══ Data shown ══

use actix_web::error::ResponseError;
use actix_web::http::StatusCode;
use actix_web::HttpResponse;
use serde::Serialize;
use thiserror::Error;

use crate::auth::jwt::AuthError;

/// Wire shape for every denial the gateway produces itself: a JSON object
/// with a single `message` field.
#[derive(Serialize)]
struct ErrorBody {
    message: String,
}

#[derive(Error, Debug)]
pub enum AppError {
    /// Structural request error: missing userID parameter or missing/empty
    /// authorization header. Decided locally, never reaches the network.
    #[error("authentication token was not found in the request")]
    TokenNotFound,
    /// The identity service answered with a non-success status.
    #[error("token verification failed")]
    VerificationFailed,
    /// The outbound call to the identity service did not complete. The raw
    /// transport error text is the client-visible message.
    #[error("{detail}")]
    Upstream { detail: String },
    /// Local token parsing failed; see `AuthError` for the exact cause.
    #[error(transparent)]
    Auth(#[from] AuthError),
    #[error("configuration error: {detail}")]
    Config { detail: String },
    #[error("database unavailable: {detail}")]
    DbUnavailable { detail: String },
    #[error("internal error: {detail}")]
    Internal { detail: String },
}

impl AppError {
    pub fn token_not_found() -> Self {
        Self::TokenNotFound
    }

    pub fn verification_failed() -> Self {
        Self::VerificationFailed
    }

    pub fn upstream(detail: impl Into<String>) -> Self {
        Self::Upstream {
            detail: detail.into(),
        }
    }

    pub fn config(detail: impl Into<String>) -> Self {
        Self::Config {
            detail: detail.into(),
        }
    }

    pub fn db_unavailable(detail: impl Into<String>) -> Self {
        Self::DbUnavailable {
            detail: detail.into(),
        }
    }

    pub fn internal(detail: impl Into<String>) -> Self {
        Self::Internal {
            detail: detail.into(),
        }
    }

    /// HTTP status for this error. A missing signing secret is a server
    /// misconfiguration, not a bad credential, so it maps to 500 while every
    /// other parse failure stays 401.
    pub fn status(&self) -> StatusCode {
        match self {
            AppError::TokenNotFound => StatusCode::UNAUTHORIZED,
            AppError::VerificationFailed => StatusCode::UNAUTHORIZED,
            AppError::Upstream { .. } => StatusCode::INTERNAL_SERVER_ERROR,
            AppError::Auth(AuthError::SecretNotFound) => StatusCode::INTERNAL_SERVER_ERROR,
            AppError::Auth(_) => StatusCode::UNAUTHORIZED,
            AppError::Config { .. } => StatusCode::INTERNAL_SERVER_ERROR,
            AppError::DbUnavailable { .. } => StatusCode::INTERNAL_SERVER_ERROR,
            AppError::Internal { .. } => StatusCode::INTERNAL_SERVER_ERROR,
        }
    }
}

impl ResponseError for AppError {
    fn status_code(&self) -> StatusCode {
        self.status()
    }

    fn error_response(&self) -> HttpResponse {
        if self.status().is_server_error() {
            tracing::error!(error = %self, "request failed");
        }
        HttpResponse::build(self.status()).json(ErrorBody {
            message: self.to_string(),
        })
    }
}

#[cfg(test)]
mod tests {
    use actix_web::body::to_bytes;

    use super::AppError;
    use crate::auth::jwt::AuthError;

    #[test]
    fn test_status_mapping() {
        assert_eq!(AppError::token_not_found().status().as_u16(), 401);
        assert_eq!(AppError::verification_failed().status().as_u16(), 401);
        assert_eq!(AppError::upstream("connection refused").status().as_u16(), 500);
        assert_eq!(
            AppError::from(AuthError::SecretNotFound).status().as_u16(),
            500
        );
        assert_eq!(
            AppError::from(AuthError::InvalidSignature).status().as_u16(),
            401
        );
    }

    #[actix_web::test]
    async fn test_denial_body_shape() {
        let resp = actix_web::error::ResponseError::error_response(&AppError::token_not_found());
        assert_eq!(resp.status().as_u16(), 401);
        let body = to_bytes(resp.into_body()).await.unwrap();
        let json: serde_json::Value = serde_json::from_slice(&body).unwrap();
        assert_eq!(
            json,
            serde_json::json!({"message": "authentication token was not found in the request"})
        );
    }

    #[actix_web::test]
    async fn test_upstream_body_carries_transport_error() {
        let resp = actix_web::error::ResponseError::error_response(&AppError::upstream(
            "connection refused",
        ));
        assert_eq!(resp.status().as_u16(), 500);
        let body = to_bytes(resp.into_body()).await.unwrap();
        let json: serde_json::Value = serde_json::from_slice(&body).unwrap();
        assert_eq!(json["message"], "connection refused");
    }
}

═══

> What is needed:
Pull out all lines of the data with the string "async".

> Response area:
    async fn test_denial_body_shape() {
    async fn test_upstream_body_carries_transport_error() {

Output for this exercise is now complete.